-- What you should do --
For this exercise, restate word for word only the lines from the first line of the data to the line containing "city dataset from".
════
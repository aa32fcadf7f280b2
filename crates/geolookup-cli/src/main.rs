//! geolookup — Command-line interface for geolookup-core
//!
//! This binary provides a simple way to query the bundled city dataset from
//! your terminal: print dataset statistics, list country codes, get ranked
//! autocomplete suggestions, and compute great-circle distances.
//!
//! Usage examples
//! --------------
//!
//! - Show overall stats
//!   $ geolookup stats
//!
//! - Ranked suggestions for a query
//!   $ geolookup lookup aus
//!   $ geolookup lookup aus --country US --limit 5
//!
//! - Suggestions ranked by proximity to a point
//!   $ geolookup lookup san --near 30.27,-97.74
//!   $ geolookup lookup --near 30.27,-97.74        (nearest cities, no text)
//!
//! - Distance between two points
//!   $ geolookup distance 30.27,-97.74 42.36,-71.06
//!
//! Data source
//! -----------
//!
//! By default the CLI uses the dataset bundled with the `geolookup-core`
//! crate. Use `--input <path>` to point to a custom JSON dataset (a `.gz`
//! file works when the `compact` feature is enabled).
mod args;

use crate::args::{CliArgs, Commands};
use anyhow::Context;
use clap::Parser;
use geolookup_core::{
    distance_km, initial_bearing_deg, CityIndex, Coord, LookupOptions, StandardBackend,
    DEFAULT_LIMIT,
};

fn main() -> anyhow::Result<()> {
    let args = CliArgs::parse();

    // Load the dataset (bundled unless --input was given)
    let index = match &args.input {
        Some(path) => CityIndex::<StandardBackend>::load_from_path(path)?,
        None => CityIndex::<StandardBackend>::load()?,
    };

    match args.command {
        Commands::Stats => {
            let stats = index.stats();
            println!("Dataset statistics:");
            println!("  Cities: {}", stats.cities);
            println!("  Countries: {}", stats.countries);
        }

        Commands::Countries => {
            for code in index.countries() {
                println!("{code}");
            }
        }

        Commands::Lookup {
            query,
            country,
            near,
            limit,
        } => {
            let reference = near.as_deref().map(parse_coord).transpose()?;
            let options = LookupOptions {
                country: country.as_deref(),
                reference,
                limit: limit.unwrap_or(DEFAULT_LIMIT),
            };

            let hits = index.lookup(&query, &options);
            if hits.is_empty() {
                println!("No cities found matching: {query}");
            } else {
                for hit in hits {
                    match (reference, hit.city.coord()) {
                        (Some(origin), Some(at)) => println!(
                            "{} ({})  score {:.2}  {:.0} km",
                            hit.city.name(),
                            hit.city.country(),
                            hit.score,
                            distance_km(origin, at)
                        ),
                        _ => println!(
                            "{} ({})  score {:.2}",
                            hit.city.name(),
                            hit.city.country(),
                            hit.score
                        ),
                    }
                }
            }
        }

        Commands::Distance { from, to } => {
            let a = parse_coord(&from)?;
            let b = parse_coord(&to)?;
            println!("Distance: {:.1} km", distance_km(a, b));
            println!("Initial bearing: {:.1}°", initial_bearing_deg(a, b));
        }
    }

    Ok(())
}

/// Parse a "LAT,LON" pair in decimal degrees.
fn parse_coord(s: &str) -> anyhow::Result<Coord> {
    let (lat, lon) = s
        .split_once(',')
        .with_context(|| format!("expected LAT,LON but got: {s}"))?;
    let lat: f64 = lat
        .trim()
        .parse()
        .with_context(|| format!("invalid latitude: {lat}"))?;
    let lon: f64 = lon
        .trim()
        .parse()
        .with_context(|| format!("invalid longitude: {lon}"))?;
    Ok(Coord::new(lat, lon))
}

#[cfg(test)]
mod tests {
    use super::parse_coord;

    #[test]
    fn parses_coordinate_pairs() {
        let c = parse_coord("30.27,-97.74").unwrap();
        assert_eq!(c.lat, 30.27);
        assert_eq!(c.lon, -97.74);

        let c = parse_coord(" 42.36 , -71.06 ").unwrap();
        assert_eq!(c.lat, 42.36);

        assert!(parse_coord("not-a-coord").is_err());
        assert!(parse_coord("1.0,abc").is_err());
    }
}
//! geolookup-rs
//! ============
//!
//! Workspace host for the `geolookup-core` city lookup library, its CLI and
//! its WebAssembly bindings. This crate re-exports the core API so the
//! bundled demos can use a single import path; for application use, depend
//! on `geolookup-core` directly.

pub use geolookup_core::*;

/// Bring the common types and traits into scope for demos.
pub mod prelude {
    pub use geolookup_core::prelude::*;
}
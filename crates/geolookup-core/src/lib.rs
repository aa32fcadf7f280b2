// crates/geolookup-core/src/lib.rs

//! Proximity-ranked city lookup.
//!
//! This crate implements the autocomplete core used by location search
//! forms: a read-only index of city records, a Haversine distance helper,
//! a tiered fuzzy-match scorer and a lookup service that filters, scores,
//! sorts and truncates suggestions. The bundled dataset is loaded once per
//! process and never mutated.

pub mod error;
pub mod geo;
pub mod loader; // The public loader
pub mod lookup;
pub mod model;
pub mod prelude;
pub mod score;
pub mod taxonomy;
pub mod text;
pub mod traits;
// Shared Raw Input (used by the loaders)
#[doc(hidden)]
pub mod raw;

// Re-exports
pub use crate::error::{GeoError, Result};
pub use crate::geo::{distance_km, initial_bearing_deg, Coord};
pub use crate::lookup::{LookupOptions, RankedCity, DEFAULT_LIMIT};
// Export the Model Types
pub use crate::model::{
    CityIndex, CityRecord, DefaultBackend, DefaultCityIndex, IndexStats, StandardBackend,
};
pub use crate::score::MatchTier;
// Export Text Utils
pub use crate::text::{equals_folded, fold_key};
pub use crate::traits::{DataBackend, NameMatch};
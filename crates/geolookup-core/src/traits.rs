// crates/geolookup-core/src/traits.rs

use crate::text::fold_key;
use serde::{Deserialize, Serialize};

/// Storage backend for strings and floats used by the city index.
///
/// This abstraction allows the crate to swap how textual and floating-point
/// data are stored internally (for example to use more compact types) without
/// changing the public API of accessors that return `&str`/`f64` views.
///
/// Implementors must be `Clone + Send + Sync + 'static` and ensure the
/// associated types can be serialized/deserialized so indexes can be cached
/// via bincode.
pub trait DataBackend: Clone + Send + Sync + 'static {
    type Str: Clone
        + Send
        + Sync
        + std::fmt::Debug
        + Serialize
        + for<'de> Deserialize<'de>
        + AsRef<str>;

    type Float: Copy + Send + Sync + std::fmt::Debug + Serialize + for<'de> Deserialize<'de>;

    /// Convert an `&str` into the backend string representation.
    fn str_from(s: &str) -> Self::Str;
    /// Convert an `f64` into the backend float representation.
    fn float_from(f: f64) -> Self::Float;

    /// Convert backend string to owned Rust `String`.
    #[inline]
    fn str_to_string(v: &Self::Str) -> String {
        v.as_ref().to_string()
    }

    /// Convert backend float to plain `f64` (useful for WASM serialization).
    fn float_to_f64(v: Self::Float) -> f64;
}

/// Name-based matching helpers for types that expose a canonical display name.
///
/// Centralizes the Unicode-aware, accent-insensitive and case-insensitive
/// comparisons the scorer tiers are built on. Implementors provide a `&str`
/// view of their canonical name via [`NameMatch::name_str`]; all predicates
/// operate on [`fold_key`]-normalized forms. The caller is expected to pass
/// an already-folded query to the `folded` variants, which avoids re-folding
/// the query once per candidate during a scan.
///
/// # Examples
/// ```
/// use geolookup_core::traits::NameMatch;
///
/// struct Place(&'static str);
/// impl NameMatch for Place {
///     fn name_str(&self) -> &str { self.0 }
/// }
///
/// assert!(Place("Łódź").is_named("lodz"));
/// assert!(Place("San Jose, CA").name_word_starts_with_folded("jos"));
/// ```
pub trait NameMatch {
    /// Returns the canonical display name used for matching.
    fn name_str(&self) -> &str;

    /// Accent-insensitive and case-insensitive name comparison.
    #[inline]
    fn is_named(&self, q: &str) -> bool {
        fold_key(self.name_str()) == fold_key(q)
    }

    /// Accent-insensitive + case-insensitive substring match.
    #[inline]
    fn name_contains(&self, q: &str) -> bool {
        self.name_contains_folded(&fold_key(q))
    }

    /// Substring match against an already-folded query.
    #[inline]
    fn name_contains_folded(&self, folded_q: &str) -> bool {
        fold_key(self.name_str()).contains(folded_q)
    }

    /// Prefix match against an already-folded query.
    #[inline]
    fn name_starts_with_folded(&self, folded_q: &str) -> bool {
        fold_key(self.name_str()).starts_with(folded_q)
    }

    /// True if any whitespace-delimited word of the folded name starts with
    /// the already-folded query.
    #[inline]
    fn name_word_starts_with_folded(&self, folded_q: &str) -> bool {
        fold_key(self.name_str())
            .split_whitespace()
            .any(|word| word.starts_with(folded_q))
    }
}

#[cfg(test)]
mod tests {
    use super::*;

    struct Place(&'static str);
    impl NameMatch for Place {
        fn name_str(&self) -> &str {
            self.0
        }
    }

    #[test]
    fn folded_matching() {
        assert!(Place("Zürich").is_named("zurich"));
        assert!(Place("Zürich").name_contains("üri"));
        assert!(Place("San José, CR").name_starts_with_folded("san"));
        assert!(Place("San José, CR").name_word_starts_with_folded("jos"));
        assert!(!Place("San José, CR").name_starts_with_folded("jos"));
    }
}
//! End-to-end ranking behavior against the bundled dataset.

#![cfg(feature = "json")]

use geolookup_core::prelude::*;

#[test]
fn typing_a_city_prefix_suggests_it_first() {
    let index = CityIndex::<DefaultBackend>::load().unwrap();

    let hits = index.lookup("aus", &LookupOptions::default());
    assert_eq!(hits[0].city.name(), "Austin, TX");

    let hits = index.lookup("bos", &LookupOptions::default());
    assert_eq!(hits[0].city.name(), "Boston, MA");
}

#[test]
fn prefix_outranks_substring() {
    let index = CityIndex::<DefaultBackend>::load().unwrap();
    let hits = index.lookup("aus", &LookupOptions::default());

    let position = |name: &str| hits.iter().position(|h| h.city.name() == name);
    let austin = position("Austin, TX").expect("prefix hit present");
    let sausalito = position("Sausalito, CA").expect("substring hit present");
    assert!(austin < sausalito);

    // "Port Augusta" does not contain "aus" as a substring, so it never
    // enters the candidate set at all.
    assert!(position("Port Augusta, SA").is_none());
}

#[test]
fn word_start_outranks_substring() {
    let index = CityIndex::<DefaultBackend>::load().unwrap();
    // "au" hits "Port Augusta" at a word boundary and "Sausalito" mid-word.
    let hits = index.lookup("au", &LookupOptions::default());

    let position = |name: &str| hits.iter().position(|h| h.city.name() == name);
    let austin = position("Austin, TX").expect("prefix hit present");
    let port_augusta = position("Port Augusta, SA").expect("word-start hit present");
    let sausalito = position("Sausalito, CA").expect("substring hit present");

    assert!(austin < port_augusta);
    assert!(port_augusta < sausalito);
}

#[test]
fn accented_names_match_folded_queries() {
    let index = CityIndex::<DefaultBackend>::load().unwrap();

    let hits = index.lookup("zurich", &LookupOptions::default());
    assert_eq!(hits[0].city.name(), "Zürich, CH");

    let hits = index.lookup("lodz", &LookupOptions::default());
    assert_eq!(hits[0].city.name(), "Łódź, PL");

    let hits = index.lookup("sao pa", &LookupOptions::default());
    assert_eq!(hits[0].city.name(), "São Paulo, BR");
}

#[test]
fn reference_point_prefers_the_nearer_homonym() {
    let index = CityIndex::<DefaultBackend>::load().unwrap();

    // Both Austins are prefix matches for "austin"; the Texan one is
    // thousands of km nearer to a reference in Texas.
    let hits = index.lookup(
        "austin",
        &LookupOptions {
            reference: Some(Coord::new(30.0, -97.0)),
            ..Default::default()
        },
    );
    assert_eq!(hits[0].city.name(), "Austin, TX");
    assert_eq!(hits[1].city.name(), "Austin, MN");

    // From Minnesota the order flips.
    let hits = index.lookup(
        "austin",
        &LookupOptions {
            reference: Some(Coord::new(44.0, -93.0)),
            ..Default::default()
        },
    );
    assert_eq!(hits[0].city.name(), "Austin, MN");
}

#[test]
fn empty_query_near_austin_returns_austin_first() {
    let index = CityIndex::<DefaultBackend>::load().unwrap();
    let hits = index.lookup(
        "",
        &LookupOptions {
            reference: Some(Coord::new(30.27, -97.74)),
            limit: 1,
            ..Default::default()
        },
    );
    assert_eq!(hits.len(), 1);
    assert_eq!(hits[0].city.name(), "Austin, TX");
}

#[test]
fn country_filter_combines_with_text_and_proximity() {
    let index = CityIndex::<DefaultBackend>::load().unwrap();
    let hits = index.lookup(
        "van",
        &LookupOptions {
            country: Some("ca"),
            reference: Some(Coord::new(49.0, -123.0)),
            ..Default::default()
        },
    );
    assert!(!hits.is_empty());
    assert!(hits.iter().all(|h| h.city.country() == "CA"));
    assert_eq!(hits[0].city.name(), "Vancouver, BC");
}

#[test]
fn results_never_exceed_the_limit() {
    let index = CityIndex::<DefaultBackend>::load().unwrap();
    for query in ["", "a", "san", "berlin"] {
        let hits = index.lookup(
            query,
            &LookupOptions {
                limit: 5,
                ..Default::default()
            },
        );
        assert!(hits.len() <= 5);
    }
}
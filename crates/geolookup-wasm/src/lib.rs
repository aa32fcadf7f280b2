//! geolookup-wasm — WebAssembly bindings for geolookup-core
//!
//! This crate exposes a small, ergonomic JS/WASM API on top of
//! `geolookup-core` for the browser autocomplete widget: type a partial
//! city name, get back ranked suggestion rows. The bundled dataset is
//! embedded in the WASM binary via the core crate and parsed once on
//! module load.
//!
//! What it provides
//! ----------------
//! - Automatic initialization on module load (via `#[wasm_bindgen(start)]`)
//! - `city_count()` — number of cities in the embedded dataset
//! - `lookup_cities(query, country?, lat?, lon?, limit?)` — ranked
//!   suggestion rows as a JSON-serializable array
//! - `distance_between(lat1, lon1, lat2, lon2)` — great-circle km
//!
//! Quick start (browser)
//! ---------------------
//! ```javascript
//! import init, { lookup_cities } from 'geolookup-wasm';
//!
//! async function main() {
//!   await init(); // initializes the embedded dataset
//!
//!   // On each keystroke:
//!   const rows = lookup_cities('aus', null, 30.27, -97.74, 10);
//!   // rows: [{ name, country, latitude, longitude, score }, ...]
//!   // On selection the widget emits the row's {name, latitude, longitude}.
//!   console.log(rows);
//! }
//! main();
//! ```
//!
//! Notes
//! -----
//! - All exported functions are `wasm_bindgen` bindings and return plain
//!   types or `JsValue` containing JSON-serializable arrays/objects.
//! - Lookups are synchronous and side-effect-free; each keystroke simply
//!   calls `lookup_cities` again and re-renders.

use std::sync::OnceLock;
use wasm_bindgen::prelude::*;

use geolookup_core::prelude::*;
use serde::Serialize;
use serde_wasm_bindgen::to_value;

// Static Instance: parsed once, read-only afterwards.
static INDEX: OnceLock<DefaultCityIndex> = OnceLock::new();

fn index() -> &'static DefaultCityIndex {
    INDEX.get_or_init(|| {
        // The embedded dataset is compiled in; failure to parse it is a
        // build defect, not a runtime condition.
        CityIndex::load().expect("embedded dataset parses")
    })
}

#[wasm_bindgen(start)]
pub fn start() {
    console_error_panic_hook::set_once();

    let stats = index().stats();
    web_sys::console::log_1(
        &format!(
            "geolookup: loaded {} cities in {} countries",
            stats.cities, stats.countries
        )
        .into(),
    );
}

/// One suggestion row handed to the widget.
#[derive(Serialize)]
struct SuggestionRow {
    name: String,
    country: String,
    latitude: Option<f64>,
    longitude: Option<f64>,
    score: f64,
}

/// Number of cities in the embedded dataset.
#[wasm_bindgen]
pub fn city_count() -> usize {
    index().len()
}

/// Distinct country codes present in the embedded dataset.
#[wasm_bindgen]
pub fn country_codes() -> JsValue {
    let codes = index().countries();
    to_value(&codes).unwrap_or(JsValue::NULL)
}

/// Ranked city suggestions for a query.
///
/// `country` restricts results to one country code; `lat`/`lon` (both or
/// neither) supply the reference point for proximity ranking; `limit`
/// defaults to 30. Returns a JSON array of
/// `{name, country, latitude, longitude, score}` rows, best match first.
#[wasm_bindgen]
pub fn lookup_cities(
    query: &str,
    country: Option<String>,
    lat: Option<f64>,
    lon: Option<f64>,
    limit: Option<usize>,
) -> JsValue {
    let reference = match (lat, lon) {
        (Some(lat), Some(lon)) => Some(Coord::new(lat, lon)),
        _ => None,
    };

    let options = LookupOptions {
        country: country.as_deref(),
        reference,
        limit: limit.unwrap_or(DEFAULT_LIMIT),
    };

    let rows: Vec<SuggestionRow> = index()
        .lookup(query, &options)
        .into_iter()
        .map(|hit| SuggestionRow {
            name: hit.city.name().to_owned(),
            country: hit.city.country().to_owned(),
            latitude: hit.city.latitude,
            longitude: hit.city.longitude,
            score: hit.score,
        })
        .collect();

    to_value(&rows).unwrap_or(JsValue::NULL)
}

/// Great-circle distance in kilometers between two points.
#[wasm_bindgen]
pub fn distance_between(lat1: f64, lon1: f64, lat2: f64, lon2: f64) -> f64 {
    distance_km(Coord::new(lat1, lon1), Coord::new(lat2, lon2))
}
════
-- Your solution --
repository aa32fcadf7f280b2
filename crates/geolookup-cli/src/main.rs
//! geolookup — Command-line interface for geolookup-core
//!
//! This binary provides a simple way to query the bundled city dataset from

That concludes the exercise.